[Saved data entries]
= = = = = = =

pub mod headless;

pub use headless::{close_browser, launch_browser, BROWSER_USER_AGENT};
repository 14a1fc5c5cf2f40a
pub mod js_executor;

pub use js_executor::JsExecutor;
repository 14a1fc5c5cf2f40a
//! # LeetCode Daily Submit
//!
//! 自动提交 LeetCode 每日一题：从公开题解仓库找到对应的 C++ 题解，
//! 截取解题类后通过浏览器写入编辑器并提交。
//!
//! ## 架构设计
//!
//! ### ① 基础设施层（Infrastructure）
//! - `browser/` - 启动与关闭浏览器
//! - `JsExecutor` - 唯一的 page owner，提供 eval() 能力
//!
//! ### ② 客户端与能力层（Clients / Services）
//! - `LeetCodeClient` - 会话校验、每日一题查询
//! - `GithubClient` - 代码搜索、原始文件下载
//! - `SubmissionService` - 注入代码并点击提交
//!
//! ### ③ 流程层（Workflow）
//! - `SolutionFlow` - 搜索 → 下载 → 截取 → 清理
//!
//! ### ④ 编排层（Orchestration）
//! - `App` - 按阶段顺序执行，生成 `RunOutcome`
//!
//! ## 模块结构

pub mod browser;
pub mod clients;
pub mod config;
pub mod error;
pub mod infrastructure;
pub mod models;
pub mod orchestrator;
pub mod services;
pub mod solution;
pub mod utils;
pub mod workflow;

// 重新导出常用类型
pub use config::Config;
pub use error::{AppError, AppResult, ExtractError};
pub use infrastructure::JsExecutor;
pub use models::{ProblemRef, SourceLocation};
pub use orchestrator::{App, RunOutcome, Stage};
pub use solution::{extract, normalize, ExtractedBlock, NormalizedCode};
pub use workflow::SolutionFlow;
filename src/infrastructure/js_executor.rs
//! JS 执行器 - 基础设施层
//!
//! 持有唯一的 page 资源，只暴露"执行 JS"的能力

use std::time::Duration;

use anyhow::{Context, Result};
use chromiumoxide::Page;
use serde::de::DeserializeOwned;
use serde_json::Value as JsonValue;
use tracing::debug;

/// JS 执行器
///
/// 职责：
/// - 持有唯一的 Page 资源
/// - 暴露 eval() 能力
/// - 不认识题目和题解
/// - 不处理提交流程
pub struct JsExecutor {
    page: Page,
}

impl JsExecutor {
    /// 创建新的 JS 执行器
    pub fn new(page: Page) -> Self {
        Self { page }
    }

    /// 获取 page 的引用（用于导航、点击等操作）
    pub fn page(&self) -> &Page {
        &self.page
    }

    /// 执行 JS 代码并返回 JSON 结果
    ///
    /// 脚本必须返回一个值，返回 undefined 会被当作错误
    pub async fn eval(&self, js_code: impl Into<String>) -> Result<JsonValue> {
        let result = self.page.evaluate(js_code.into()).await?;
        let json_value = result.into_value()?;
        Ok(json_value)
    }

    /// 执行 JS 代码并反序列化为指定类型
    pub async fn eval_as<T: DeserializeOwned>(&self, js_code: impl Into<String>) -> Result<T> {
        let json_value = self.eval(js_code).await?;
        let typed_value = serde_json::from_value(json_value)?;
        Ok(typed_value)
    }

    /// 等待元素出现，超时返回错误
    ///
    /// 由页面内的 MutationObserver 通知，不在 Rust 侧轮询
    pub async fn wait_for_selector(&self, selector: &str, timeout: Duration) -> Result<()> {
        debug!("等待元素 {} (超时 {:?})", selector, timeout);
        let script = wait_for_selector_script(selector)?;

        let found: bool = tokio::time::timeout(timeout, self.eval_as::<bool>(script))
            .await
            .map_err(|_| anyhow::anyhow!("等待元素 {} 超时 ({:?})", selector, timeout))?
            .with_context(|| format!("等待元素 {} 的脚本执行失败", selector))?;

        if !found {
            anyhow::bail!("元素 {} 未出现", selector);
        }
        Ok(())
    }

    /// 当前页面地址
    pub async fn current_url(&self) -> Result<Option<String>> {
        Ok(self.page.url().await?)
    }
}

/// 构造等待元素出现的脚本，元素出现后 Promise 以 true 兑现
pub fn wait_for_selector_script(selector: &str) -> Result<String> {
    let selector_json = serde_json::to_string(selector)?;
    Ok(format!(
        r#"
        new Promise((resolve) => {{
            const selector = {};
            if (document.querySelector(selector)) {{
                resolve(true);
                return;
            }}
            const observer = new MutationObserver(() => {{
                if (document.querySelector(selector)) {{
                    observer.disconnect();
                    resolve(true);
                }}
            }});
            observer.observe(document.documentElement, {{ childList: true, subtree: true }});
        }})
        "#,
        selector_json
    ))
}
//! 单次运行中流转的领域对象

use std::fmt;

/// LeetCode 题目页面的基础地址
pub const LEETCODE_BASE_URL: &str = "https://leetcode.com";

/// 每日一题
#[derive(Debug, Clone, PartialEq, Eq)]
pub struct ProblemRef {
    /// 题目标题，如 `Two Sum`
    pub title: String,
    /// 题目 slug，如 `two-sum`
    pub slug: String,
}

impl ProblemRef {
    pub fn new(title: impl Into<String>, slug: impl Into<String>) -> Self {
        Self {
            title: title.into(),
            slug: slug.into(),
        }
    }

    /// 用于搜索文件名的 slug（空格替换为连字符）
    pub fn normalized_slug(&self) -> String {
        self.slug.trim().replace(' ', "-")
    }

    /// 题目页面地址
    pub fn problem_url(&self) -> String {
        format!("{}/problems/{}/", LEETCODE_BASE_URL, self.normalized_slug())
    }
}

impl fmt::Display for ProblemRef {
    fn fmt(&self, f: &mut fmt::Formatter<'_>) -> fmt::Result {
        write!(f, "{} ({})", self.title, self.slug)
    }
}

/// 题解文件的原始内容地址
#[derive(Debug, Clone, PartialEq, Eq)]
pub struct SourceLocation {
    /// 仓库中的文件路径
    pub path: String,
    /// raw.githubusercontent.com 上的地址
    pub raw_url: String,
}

= = = = = = =

The entries need to be set down again in full, with no word changed.

pub mod headless;

pub use headless::{close_browser, launch_browser, BROWSER_USER_AGENT};
repository 14a1fc5c5cf2f40a
pub mod js_executor;

pub use js_executor::JsExecutor;
repository 14a1fc5c5cf2f40a
//! # LeetCode Daily Submit
//!
//! 自动提交 LeetCode 每日一题：从公开题解仓库找到对应的 C++ 题解，
//! 截取解题类后通过浏览器写入编辑器并提交。
//!
//! ## 架构设计
//!
//! ### ① 基础设施层（Infrastructure）
//! - `browser/` - 启动与关闭浏览器
//! - `JsExecutor` - 唯一的 page owner，提供 eval() 能力
//!
//! ### ② 客户端与能力层（Clients / Services）
//! - `LeetCodeClient` - 会话校验、每日一题查询
//! - `GithubClient` - 代码搜索、原始文件下载
//! - `SubmissionService` - 注入代码并点击提交
//!
//! ### ③ 流程层（Workflow）
//! - `SolutionFlow` - 搜索 → 下载 → 截取 → 清理
//!
//! ### ④ 编排层（Orchestration）
//! - `App` - 按阶段顺序执行，生成 `RunOutcome`
//!
//! ## 模块结构

pub mod browser;
pub mod clients;
pub mod config;
pub mod error;
pub mod infrastructure;
pub mod models;
pub mod orchestrator;
pub mod services;
pub mod solution;
pub mod utils;
pub mod workflow;

// 重新导出常用类型
pub use config::Config;
pub use error::{AppError, AppResult, ExtractError};
pub use infrastructure::JsExecutor;
pub use models::{ProblemRef, SourceLocation};
pub use orchestrator::{App, RunOutcome, Stage};
pub use solution::{extract, normalize, ExtractedBlock, NormalizedCode};
pub use workflow::SolutionFlow;
filename src/infrastructure/js_executor.rs
//! JS 执行器 - 基础设施层
//!
//! 持有唯一的 page 资源，只暴露"执行 JS"的能力

use std::time::Duration;

use anyhow::{Context, Result};
use chromiumoxide::Page;
use serde::de::DeserializeOwned;
use serde_json::Value as JsonValue;
use tracing::debug;

/// JS 执行器
///
/// 职责：
/// - 持有唯一的 Page 资源
/// - 暴露 eval() 能力
/// - 不认识题目和题解
/// - 不处理提交流程
pub struct JsExecutor {
    page: Page,
}

impl JsExecutor {
    /// 创建新的 JS 执行器
    pub fn new(page: Page) -> Self {
        Self { page }
    }

    /// 获取 page 的引用（用于导航、点击等操作）
    pub fn page(&self) -> &Page {
        &self.page
    }

    /// 执行 JS 代码并返回 JSON 结果
    ///
    /// 脚本必须返回一个值，返回 undefined 会被当作错误
    pub async fn eval(&self, js_code: impl Into<String>) -> Result<JsonValue> {
        let result = self.page.evaluate(js_code.into()).await?;
        let json_value = result.into_value()?;
        Ok(json_value)
    }

    /// 执行 JS 代码并反序列化为指定类型
    pub async fn eval_as<T: DeserializeOwned>(&self, js_code: impl Into<String>) -> Result<T> {
        let json_value = self.eval(js_code).await?;
        let typed_value = serde_json::from_value(json_value)?;
        Ok(typed_value)
    }

    /// 等待元素出现，超时返回错误
    ///
    /// 由页面内的 MutationObserver 通知，不在 Rust 侧轮询
    pub async fn wait_for_selector(&self, selector: &str, timeout: Duration) -> Result<()> {
        debug!("等待元素 {} (超时 {:?})", selector, timeout);
        let script = wait_for_selector_script(selector)?;

        let found: bool = tokio::time::timeout(timeout, self.eval_as::<bool>(script))
            .await
            .map_err(|_| anyhow::anyhow!("等待元素 {} 超时 ({:?})", selector, timeout))?
            .with_context(|| format!("等待元素 {} 的脚本执行失败", selector))?;

        if !found {
            anyhow::bail!("元素 {} 未出现", selector);
        }
        Ok(())
    }

    /// 当前页面地址
    pub async fn current_url(&self) -> Result<Option<String>> {
        Ok(self.page.url().await?)
    }
}

/// 构造等待元素出现的脚本，元素出现后 Promise 以 true 兑现
pub fn wait_for_selector_script(selector: &str) -> Result<String> {
    let selector_json = serde_json::to_string(selector)?;
    Ok(format!(
        r#"
        new Promise((resolve) => {{
            const selector = {};
            if (document.querySelector(selector)) {{
                resolve(true);
                return;
            }}
            const observer = new MutationObserver(() => {{
                if (document.querySelector(selector)) {{
                    observer.disconnect();
                    resolve(true);
                }}
            }});
            observer.observe(document.documentElement, {{ childList: true, subtree: true }});
        }})
        "#,
        selector_json
    ))
}
//! 单次运行中流转的领域对象

use std::fmt;

/// LeetCode 题目页面的基础地址
pub const LEETCODE_BASE_URL: &str = "https://leetcode.com";

/// 每日一题
#[derive(Debug, Clone, PartialEq, Eq)]
pub struct ProblemRef {
    /// 题目标题，如 `Two Sum`
    pub title: String,
    /// 题目 slug，如 `two-sum`
    pub slug: String,
}

impl ProblemRef {
    pub fn new(title: impl Into<String>, slug: impl Into<String>) -> Self {
        Self {
            title: title.into(),
            slug: slug.into(),
        }
    }

    /// 用于搜索文件名的 slug（空格替换为连字符）
    pub fn normalized_slug(&self) -> String {
        self.slug.trim().replace(' ', "-")
    }

    /// 题目页面地址
    pub fn problem_url(&self) -> String {
        format!("{}/problems/{}/", LEETCODE_BASE_URL, self.normalized_slug())
    }
}

impl fmt::Display for ProblemRef {
    fn fmt(&self, f: &mut fmt::Formatter<'_>) -> fmt::Result {
        write!(f, "{} ({})", self.title, self.slug)
    }
}

/// 题解文件的原始内容地址
#[derive(Debug, Clone, PartialEq, Eq)]
pub struct SourceLocation {
    /// 仓库中的文件路径
    pub path: String,
    /// raw.githubusercontent.com 上的地址
    pub raw_url: String,
}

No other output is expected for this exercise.